Practically speaking, Australian Reconciliation represents the acknowledgement of past injustices suffered by Indigenous Australians at the hands of European invaders (colonisers, convicts and settlers), and the initiation of the healing process.
Symbolically, it should represent a unified Australian future - a future free of the fears and phobias currently compounding and repeating those injustices. Paradoxically, it is the "neo-assimilist" attitudes of Howardism and Hansonism that have stalled this process.
Their proponents consider the acknowledgement of the past, and any subsequent apology or amends, as being diversive. Assimilist philosophy reeks of the enforced integration policies of the past.
There are many still alive today who remember Dr Cecil Cook, Northern Territory Chief Protector of Aborigines from 1927 to 1939, say, "The problem of our half-castes will quickly be eliminated by the complete disappearance of the black race, and the swift submergence of their progeny in the white." (SMH, 04/04/00)
Such components of Howardism are so offensive to Indigenous and non-indigenous Australians that the Prime Minister's possibly genuine desires for "practical reconciliation" (Neill, 2002) are intrinsically flawed and will fail.

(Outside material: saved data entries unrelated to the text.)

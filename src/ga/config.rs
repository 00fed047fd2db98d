//! Engine and run configuration.
//!
//! [`EngineConfig`] is fixed when the engine is built; [`RunConfig`] is
//! passed to every [`run`](super::GeneticAlgorithm::run) call and can differ
//! between incremental runs.

use crate::error::{check_probability, invalid, Result};

/// Construction-time settings for [`GeneticAlgorithm`](super::GeneticAlgorithm).
///
/// # Examples
///
/// ```
/// use u_genome::ga::EngineConfig;
///
/// let config = EngineConfig::default().with_seed(42);
/// assert_eq!(config.seed, Some(42));
/// assert!(!config.parallel);
/// ```
#[derive(Debug, Clone, Default, PartialEq, Eq)]
#[cfg_attr(feature = "serde", derive(serde::Serialize, serde::Deserialize))]
pub struct EngineConfig {
    /// Seed for the engine's random source.
    ///
    /// `None` seeds from entropy.
    pub seed: Option<u64>,

    /// Whether to evaluate chromosomes in parallel using rayon.
    ///
    /// Only takes effect with the `parallel` cargo feature. Scores are
    /// joined in population order before ranking, so results do not depend
    /// on this flag.
    pub parallel: bool,
}

impl EngineConfig {
    /// Sets the random seed for reproducibility.
    pub fn with_seed(mut self, seed: u64) -> Self {
        self.seed = Some(seed);
        self
    }

    /// Enables or disables parallel evaluation.
    pub fn with_parallel(mut self, parallel: bool) -> Self {
        self.parallel = parallel;
        self
    }
}

/// Parameters of a single [`run`](super::GeneticAlgorithm::run) call.
///
/// Builders store values as given; [`validate`](Self::validate) rejects
/// anything out of range instead of clamping it.
///
/// # Examples
///
/// ```
/// use u_genome::ga::RunConfig;
///
/// let config = RunConfig::new(500, 0.1, 0.65)
///     .with_refresh_after(40)
///     .with_quit_after(120);
/// assert!(config.elitist);
/// assert!(config.validate().is_ok());
///
/// assert!(RunConfig::new(10, 1.5, 0.5).validate().is_err());
/// ```
#[derive(Debug, Clone, PartialEq)]
#[cfg_attr(feature = "serde", derive(serde::Serialize, serde::Deserialize))]
pub struct RunConfig {
    /// Maximum number of generations to run. Must be at least 1.
    pub generations: usize,

    /// Per-symbol mutation probability in `[0, 1]`.
    pub p_mutate: f64,

    /// Per-pair crossover probability in `[0, 1]`.
    pub p_crossover: f64,

    /// Replace the weakest chromosome with the best-ever one whenever a
    /// generation fails to improve.
    pub elitist: bool,

    /// Refresh the population after this many stagnant generations.
    pub refresh_after: Option<usize>,

    /// Stop after this many stagnant generations.
    pub quit_after: Option<usize>,
}

impl Default for RunConfig {
    fn default() -> Self {
        Self {
            generations: 100,
            p_mutate: 0.1,
            p_crossover: 0.5,
            elitist: true,
            refresh_after: None,
            quit_after: None,
        }
    }
}

impl RunConfig {
    /// Creates an elitist configuration without refresh or early quit.
    pub fn new(generations: usize, p_mutate: f64, p_crossover: f64) -> Self {
        Self {
            generations,
            p_mutate,
            p_crossover,
            ..Self::default()
        }
    }

    /// Sets the generation budget.
    pub fn with_generations(mut self, n: usize) -> Self {
        self.generations = n;
        self
    }

    /// Sets the mutation probability.
    pub fn with_p_mutate(mut self, p: f64) -> Self {
        self.p_mutate = p;
        self
    }

    /// Sets the crossover probability.
    pub fn with_p_crossover(mut self, p: f64) -> Self {
        self.p_crossover = p;
        self
    }

    /// Enables or disables elitist replacement.
    pub fn with_elitist(mut self, elitist: bool) -> Self {
        self.elitist = elitist;
        self
    }

    /// Sets the stagnation count that triggers a refresh.
    pub fn with_refresh_after(mut self, n: usize) -> Self {
        self.refresh_after = Some(n);
        self
    }

    /// Sets the stagnation count that ends the run.
    pub fn with_quit_after(mut self, n: usize) -> Self {
        self.quit_after = Some(n);
        self
    }

    /// Validates the configuration.
    ///
    /// Returns `InvalidArgument` describing the first bad parameter.
    pub fn validate(&self) -> Result<()> {
        if self.generations == 0 {
            return Err(invalid("generations must be at least 1"));
        }
        check_probability("p_mutate", self.p_mutate)?;
        check_probability("p_crossover", self.p_crossover)?;
        if self.refresh_after == Some(0) {
            return Err(invalid("refresh_after must be positive or None"));
        }
        if self.quit_after == Some(0) {
            return Err(invalid("quit_after must be positive or None"));
        }
        Ok(())
    }
}
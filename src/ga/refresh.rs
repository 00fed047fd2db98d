//! Refresh policies for escaping local optima.
//!
//! After `refresh_after` stagnant generations the engine hands the whole
//! population to a [`RefreshPolicy`], marking one member as protected: the
//! current fittest. A policy must leave that member unchanged so a refresh
//! never loses the best solution outright.

use crate::error::{check_probability, invalid, Result};
use crate::genome::Chromosome;
use rand::seq::index;
use rand::Rng;

/// Perturbs a stagnant population.
pub trait RefreshPolicy: Send + Sync {
    /// Refreshes `population` in place, leaving `population[protected]`
    /// untouched.
    fn refresh<R: Rng>(
        &self,
        population: &mut [Chromosome],
        protected: usize,
        rng: &mut R,
    ) -> Result<()>;
}

/// Re-randomizes a random subset of the population.
///
/// `round(fraction * (n - 1))` unprotected members get fresh random symbols
/// with their layout and alphabets kept.
///
/// ```
/// use u_genome::ga::Reseed;
///
/// assert!((Reseed::default().fraction() - 0.5).abs() < 1e-12);
/// assert!(Reseed::new(1.0).is_ok());
/// assert!(Reseed::new(1.2).is_err());
/// ```
#[derive(Debug, Clone, Copy, PartialEq)]
pub struct Reseed {
    fraction: f64,
}

impl Default for Reseed {
    fn default() -> Self {
        Self { fraction: 0.5 }
    }
}

impl Reseed {
    /// Creates the policy. `fraction` must lie in `[0, 1]`.
    pub fn new(fraction: f64) -> Result<Self> {
        check_probability("fraction", fraction)?;
        Ok(Self { fraction })
    }

    pub fn fraction(&self) -> f64 {
        self.fraction
    }
}

impl RefreshPolicy for Reseed {
    fn refresh<R: Rng>(
        &self,
        population: &mut [Chromosome],
        protected: usize,
        rng: &mut R,
    ) -> Result<()> {
        check_protected(population, protected)?;
        let candidates = population.len() - 1;
        let amount = (candidates as f64 * self.fraction).round() as usize;

        for i in index::sample(rng, candidates, amount.min(candidates)).into_iter() {
            // Skip over the protected slot.
            let target = if i >= protected { i + 1 } else { i };
            population[target].randomize(rng);
        }
        Ok(())
    }
}

/// Heavy mutation of every unprotected member.
#[derive(Debug, Clone, Copy, PartialEq)]
pub struct Remutate {
    p_mutate: f64,
}

impl Default for Remutate {
    fn default() -> Self {
        Self { p_mutate: 0.5 }
    }
}

impl Remutate {
    /// Creates the policy. `p_mutate` must lie in `[0, 1]`.
    pub fn new(p_mutate: f64) -> Result<Self> {
        check_probability("p_mutate", p_mutate)?;
        Ok(Self { p_mutate })
    }

    pub fn p_mutate(&self) -> f64 {
        self.p_mutate
    }
}

impl RefreshPolicy for Remutate {
    fn refresh<R: Rng>(
        &self,
        population: &mut [Chromosome],
        protected: usize,
        rng: &mut R,
    ) -> Result<()> {
        check_protected(population, protected)?;
        for (i, chromosome) in population.iter_mut().enumerate() {
            if i != protected {
                chromosome.mutate(self.p_mutate, rng)?;
            }
        }
        Ok(())
    }
}

fn check_protected(population: &[Chromosome], protected: usize) -> Result<()> {
    if protected < population.len() {
        Ok(())
    } else {
        Err(invalid(format!(
            "protected index {protected} out of range for population of {}",
            population.len()
        )))
    }
}
//! Symbol alphabets for genes.

use crate::error::{invalid, Result};
use rand::Rng;
use std::fmt;
use std::sync::Arc;

const BINARY: [char; 2] = ['0', '1'];
const DECIMAL: [char; 10] = ['0', '1', '2', '3', '4', '5', '6', '7', '8', '9'];
const ALPHABETIC: [char; 26] = [
    'A', 'B', 'C', 'D', 'E', 'F', 'G', 'H', 'I', 'J', 'K', 'L', 'M', 'N', 'O', 'P', 'Q', 'R',
    'S', 'T', 'U', 'V', 'W', 'X', 'Y', 'Z',
];
const NUCLEOTIDE: [char; 4] = ['A', 'T', 'C', 'G'];

/// The finite set of symbols a gene may contain.
///
/// Each gene carries its alphabet from construction onward; there is no
/// global alphabet state.
///
/// # Examples
///
/// ```
/// use u_genome::genome::Alphabet;
///
/// assert_eq!(Alphabet::Binary.symbols(), &['0', '1']);
/// assert!(Alphabet::Nucleotide.contains('G'));
///
/// let hex = Alphabet::custom("0123456789abcdef".chars()).unwrap();
/// assert_eq!(hex.len(), 16);
/// ```
#[derive(Debug, Clone, PartialEq, Eq, Hash, Default)]
#[cfg_attr(feature = "serde", derive(serde::Serialize, serde::Deserialize))]
pub enum Alphabet {
    /// `0` and `1`.
    #[default]
    Binary,
    /// The digits `0` through `9`.
    Decimal,
    /// Uppercase ASCII letters `A` through `Z`.
    Alphabetic,
    /// DNA bases `A`, `T`, `C`, `G`.
    Nucleotide,
    /// A caller-defined set of distinct symbols.
    ///
    /// Build through [`Alphabet::custom`] to get the non-empty, no-duplicate
    /// checks.
    Custom(Arc<[char]>),
}

impl Alphabet {
    /// Creates a custom alphabet.
    ///
    /// Fails with `InvalidArgument` if `symbols` is empty or contains a
    /// repeated symbol.
    pub fn custom(symbols: impl IntoIterator<Item = char>) -> Result<Self> {
        let symbols: Vec<char> = symbols.into_iter().collect();
        if symbols.is_empty() {
            return Err(invalid("alphabet must contain at least one symbol"));
        }
        for (i, s) in symbols.iter().enumerate() {
            if symbols[..i].contains(s) {
                return Err(invalid(format!("alphabet symbol {s:?} is repeated")));
            }
        }
        Ok(Alphabet::Custom(symbols.into()))
    }

    /// The symbols of this alphabet, in declaration order.
    pub fn symbols(&self) -> &[char] {
        match self {
            Alphabet::Binary => &BINARY[..],
            Alphabet::Decimal => &DECIMAL[..],
            Alphabet::Alphabetic => &ALPHABETIC[..],
            Alphabet::Nucleotide => &NUCLEOTIDE[..],
            Alphabet::Custom(symbols) => &symbols[..],
        }
    }

    /// Number of symbols.
    pub fn len(&self) -> usize {
        self.symbols().len()
    }

    /// Always false for alphabets built through the public constructors.
    pub fn is_empty(&self) -> bool {
        self.symbols().is_empty()
    }

    pub fn contains(&self, symbol: char) -> bool {
        self.symbols().contains(&symbol)
    }

    /// Draws one symbol uniformly at random.
    pub fn sample<R: Rng>(&self, rng: &mut R) -> char {
        let symbols = self.symbols();
        symbols[rng.random_range(0..symbols.len())]
    }
}

impl fmt::Display for Alphabet {
    fn fmt(&self, f: &mut fmt::Formatter<'_>) -> fmt::Result {
        match self {
            Alphabet::Binary => write!(f, "binary"),
            Alphabet::Decimal => write!(f, "decimal"),
            Alphabet::Alphabetic => write!(f, "alphabetic"),
            Alphabet::Nucleotide => write!(f, "nucleotide"),
            Alphabet::Custom(symbols) => {
                write!(f, "custom[{}]", symbols.iter().collect::<String>())
            }
        }
    }
}

#[cfg(test)]
mod tests {
    use super::*;
    use crate::random::create_rng;

    #[test]
    fn test_builtin_sizes() {
        assert_eq!(Alphabet::Binary.len(), 2);
        assert_eq!(Alphabet::Decimal.len(), 10);
        assert_eq!(Alphabet::Alphabetic.len(), 26);
        assert_eq!(Alphabet::Nucleotide.len(), 4);
        assert_eq!(Alphabet::default(), Alphabet::Binary);
    }

    #[test]
    fn test_custom_rejects_empty() {
        assert!(Alphabet::custom("".chars()).is_err());
    }

    #[test]
    fn test_custom_rejects_duplicates() {
        assert!(Alphabet::custom("abca".chars()).is_err());
    }

    #[test]
    fn test_custom_equality_by_content() {
        let a = Alphabet::custom("xyz".chars()).unwrap();
        let b = Alphabet::custom("xyz".chars()).unwrap();
        assert_eq!(a, b);
        assert_ne!(a, Alphabet::Binary);
    }

    #[test]
    fn test_sample_covers_alphabet() {
        let mut rng = create_rng(42);
        let mut seen = [false; 4];
        for _ in 0..1000 {
            let s = Alphabet::Nucleotide.sample(&mut rng);
            let idx = NUCLEOTIDE.iter().position(|&c| c == s).unwrap();
            seen[idx] = true;
        }
        assert!(seen.iter().all(|&s| s), "all bases should be drawn: {seen:?}");
    }

    #[test]
    fn test_display() {
        assert_eq!(Alphabet::Binary.to_string(), "binary");
        let custom = Alphabet::custom("ab".chars()).unwrap();
        assert_eq!(custom.to_string(), "custom[ab]");
    }
}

Reconciliation Australia, (the former Council for Aboriginal Reconciliation) defines reconciliation as "a united Australia which respects this land of ours, values the Aboriginal and Torres Strait Islander heritage and provides justice and equity for all".
(www. rec, 2000)
Native title, as a physical manifestation of Reconciliation, is the token of that future. The High Court legitimised the legal concept in 1992 by stating, "the common law of this country recognises a form of native title which, in the cases where it has not been extinguished, reflects the entitlement of the indigenous inhabitants, in accordance with their laws or customs, to their traditional lands". (www. nntt, 2002). "The past informs the present" at the philosophical and spiritual heart of the Reconciliation and Native Title movements.
It is here Aboriginal identity directly draws on traditional societies and culture in an attempt to survive and redress the effects and consequences of European invasion. Traditional Indigenous notions of ownership and relationship are intrinsic elements of that identity and subsequently, both movements. "Ownership" in an Aboriginal sense differs dramatically from its western counterpart. Where it suggests control and dominion in a European understanding, Aboriginal ownership suggests responsibility, custodianship and identity. Rather than land belonging to them, Indigenous Australians see themselves as "belonging to the land".(Parbury, 1988 p. 14)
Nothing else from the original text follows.